January 31, 2020 –
Title: Developing Computational Methods for Single-cell RNA Sequencing Data Analysis
Student: Tianyu Wang
Major Advisor: Prof. Sheida Nabavi
Associate Advisors: Prof. Ion Mandoiu and Prof. Derek Aguiar
Date/Time: Friday, Jan 31, 2020, 4:00pm
Location: ITE 336
Single-cell RNA sequencing (scRNAseq) enables to uncover the cell-specific changes in transcriptome which are missed by bulk sequencing. This emerging and fast-growing sequencing technology has had a major impact on several fields, including microbiology, neurobiology, immunology, developmental biology, cancer, and stem cell. With rapid advances in single-cell technologies, the data continues to grow in size and complexity. The scalable, flexible, and robust computational methods for analyzing these data becomes an urgent need. Due to low amount of RNAs from a single cell and low capture efficiency of sequencing technologies, single-cell sequencing posts new challenges in data analysis including data multimodality, extensive noise, and dropout (missing data). To address the new challenges of single-cell data analysis, novel computational methods need to be developed.

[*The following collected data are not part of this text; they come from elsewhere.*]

//! Content model matching
//!
//! Matches an element's children against a model group, assigning each child
//! to the particle that claims it. Sequences consume children in declared
//! order, choices pick one alternative per occurrence, all-groups accept any
//! order, wildcards claim whatever their namespace constraint admits.
//! Occurrence violations become [`ChildrenValidationError`]s carrying the
//! expected particle and the observed count.
//!
//! The matcher is greedy and deterministic: it never backtracks, which keeps
//! it single-pass over the children.

use std::sync::Arc;

use crate::components::{ModelType, Occurs, Particle, XsdAnyElement, XsdElement, XsdGroup};
use crate::documents::Element;
use crate::error::ChildrenValidationError;
use crate::names::QName;
use crate::registry::SchemaRegistry;

/// What a child was matched to
#[derive(Debug, Clone)]
pub enum Matched<'a> {
    /// A local element declaration from the content model
    Decl(&'a XsdElement),
    /// A global element declaration (via ref)
    Global(&'a Arc<XsdElement>),
    /// An element wildcard
    Wildcard(&'a XsdAnyElement),
}

/// The result of matching children against a content model
#[derive(Debug, Default)]
pub struct ContentMatch<'a> {
    /// Child index to matched declaration, one entry per claimed child
    pub assignments: Vec<(usize, Matched<'a>)>,
    /// Occurrence violations in document order
    pub errors: Vec<ChildrenValidationError>,
}

impl<'a> ContentMatch<'a> {
    /// The declaration claimed by a child index, if any
    pub fn matched(&self, index: usize) -> Option<&Matched<'a>> {
        self.assignments
            .iter()
            .find(|(i, _)| *i == index)
            .map(|(_, matched)| matched)
    }
}

/// Check whether a declared element name matches an instance name
///
/// Unqualified local declarations also match instance elements living in the
/// document's default namespace, so both element-form conventions work.
pub fn names_match(declared: &QName, instance: &QName) -> bool {
    if declared == instance {
        return true;
    }
    declared.namespace.is_none() && declared.local == instance.local
}

/// Match children against a model group
pub fn match_content<'a>(
    group: &'a XsdGroup,
    children: &[Element],
    registry: &'a SchemaRegistry,
) -> ContentMatch<'a> {
    let mut result = ContentMatch::default();
    let pos = consume_group(
        group,
        group.occurs,
        children,
        0,
        registry,
        &mut result,
    );
    for (index, child) in children.iter().enumerate().skip(pos) {
        result
            .errors
            .push(ChildrenValidationError::unexpected(child.name.to_string(), index));
    }
    result
}

fn consume_group<'a>(
    group: &'a XsdGroup,
    occurs: Occurs,
    children: &[Element],
    start: usize,
    registry: &'a SchemaRegistry,
    out: &mut ContentMatch<'a>,
) -> usize {
    let mut pos = start;
    let mut count: u32 = 0;

    loop {
        if let Some(max) = occurs.max {
            if count >= max {
                break;
            }
        }

        // Optional repeats only run when the next child can start one
        if count >= occurs.min {
            match children.get(pos) {
                Some(child) if group_admits(group, child, registry) => {}
                _ => break,
            }
        }

        let before = pos;
        pos = match group.model {
            ModelType::Sequence => consume_sequence_pass(group, children, pos, registry, out),
            ModelType::Choice => consume_choice_pass(group, children, pos, registry, out),
            ModelType::All => consume_all_pass(group, children, pos, registry, out),
        };
        count += 1;

        if pos == before && count >= occurs.min {
            break;
        }
        if pos == before && group.is_emptiable() {
            // An emptiable body makes no progress; repeating it cannot either
            break;
        }
    }

    pos
}

fn consume_sequence_pass<'a>(
    group: &'a XsdGroup,
    children: &[Element],
    start: usize,
    registry: &'a SchemaRegistry,
    out: &mut ContentMatch<'a>,
) -> usize {
    let mut pos = start;
    for particle in &group.particles {
        pos = consume_particle(particle, children, pos, registry, out);
    }
    pos
}

fn consume_choice_pass<'a>(
    group: &'a XsdGroup,
    children: &[Element],
    start: usize,
    registry: &'a SchemaRegistry,
    out: &mut ContentMatch<'a>,
) -> usize {
    let chosen = children.get(start).and_then(|child| {
        group
            .particles
            .iter()
            .find(|p| particle_admits(p, child, registry))
    });

    match chosen {
        Some(particle) => consume_particle(particle, children, start, registry, out),
        None => {
            if !group.is_emptiable() {
                let observed = usize::from(children.get(start).is_some());
                out.errors.push(
                    ChildrenValidationError::new(
                        format!("xs:choice of {} alternatives", group.particles.len()),
                        group.occurs.min,
                        group.occurs.max,
                        observed,
                    )
                    .at_index(start),
                );
            }
            start
        }
    }
}

fn consume_all_pass<'a>(
    group: &'a XsdGroup,
    children: &[Element],
    start: usize,
    registry: &'a SchemaRegistry,
    out: &mut ContentMatch<'a>,
) -> usize {
    let mut counts = vec![0usize; group.particles.len()];
    let mut pos = start;

    'children: while let Some(child) = children.get(pos) {
        for (index, particle) in group.particles.iter().enumerate() {
            if particle_admits(particle, child, registry)
                && !particle.occurs().is_exceeded(counts[index] + 1)
            {
                if let Some(matched) = particle_declaration(particle, registry) {
                    out.assignments.push((pos, matched));
                }
                counts[index] += 1;
                pos += 1;
                continue 'children;
            }
        }
        break;
    }

    for (index, particle) in group.particles.iter().enumerate() {
        if particle.occurs().is_missing(counts[index]) {
            out.errors.push(
                ChildrenValidationError::new(
                    particle.display_name(),
                    particle.occurs().min,
                    particle.occurs().max,
                    counts[index],
                )
                .at_index(pos),
            );
        }
    }

    pos
}

fn consume_particle<'a>(
    particle: &'a Particle,
    children: &[Element],
    start: usize,
    registry: &'a SchemaRegistry,
    out: &mut ContentMatch<'a>,
) -> usize {
    match particle {
        Particle::Element { decl, occurs } => consume_matching(
            children,
            start,
            *occurs,
            &particle.display_name(),
            |child| names_match(decl.qname(), &child.name),
            || Some(Matched::Decl(decl)),
            out,
        ),
        Particle::ElementRef { name, occurs } => {
            let declaration = registry.lookup_element(name);
            consume_matching(
                children,
                start,
                *occurs,
                &particle.display_name(),
                |child| names_match(name, &child.name),
                || declaration.map(Matched::Global),
                out,
            )
        }
        Particle::Any { wildcard, occurs } => consume_matching(
            children,
            start,
            *occurs,
            "xs:any",
            |child| wildcard.matches(&child.name),
            || Some(Matched::Wildcard(wildcard)),
            out,
        ),
        Particle::Group(nested) => {
            consume_group(nested, nested.occurs, children, start, registry, out)
        }
        Particle::GroupRef { name, occurs } => match registry.lookup_group(name) {
            Some(referenced) => {
                consume_group(referenced, *occurs, children, start, registry, out)
            }
            None => start,
        },
    }
}

fn consume_matching<'a>(
    children: &[Element],
    start: usize,
    occurs: Occurs,
    particle_name: &str,
    matches: impl Fn(&Element) -> bool,
    declaration: impl Fn() -> Option<Matched<'a>>,
    out: &mut ContentMatch<'a>,
) -> usize {
    let mut pos = start;
    let mut count = 0usize;

    while let Some(child) = children.get(pos) {
        if !matches(child) {
            break;
        }
        if let Some(matched) = declaration() {
            out.assignments.push((pos, matched));
        }
        pos += 1;
        count += 1;
    }

    if !occurs.accepts(count) {
        out.errors.push(
            ChildrenValidationError::new(particle_name, occurs.min, occurs.max, count)
                .at_index(start),
        );
    }

    pos
}

fn particle_declaration<'a>(
    particle: &'a Particle,
    registry: &'a SchemaRegistry,
) -> Option<Matched<'a>> {
    match particle {
        Particle::Element { decl, .. } => Some(Matched::Decl(decl)),
        Particle::ElementRef { name, .. } => registry.lookup_element(name).map(Matched::Global),
        Particle::Any { wildcard, .. } => Some(Matched::Wildcard(wildcard)),
        _ => None,
    }
}

fn particle_admits(particle: &Particle, child: &Element, registry: &SchemaRegistry) -> bool {
    match particle {
        Particle::Element { decl, .. } => names_match(decl.qname(), &child.name),
        Particle::ElementRef { name, .. } => names_match(name, &child.name),
        Particle::Any { wildcard, .. } => wildcard.matches(&child.name),
        Particle::Group(nested) => group_admits(nested, child, registry),
        Particle::GroupRef { name, .. } => registry
            .lookup_group(name)
            .is_some_and(|g| group_admits(g, child, registry)),
    }
}

fn group_admits(group: &XsdGroup, child: &Element, registry: &SchemaRegistry) -> bool {
    match group.model {
        ModelType::Sequence => {
            for particle in &group.particles {
                if particle_admits(particle, child, registry) {
                    return true;
                }
                if !particle.is_emptiable() {
                    return false;
                }
            }
            false
        }
        ModelType::Choice | ModelType::All => group
            .particles
            .iter()
            .any(|p| particle_admits(p, child, registry)),
    }
}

In this study, we developed the new methods that employ non-parametric approaches and incorporate prior biological knowledge about gene interactions for three main applications in scRNAseq data: 1-Differential gene expression analysis, 2-cell clustering analysis, and 3-imputation for drop-out zero expressions. For differential gene expression analysis in the multimodal scRNAseq data, we developed a new method based on the Earth Mover’s Distance (EMD). The EMD is a non-parametric method to measure the distance between two distributions by solving the transportation optimization problem. For cell clustering analysis, we developed a new distance metric for pairs of cells that synthesizes the prior knowledge of gene relationship and gene expression values. We used a work embedding approach to obtain vector representations for genes and used the vectors to compute the distance between genes. For estimating the zero expression values in scRNAseq data, we employed a method based on the low rank matrix completion with side information approach that taking advantage of gene associations as prior knowledge for better imputation.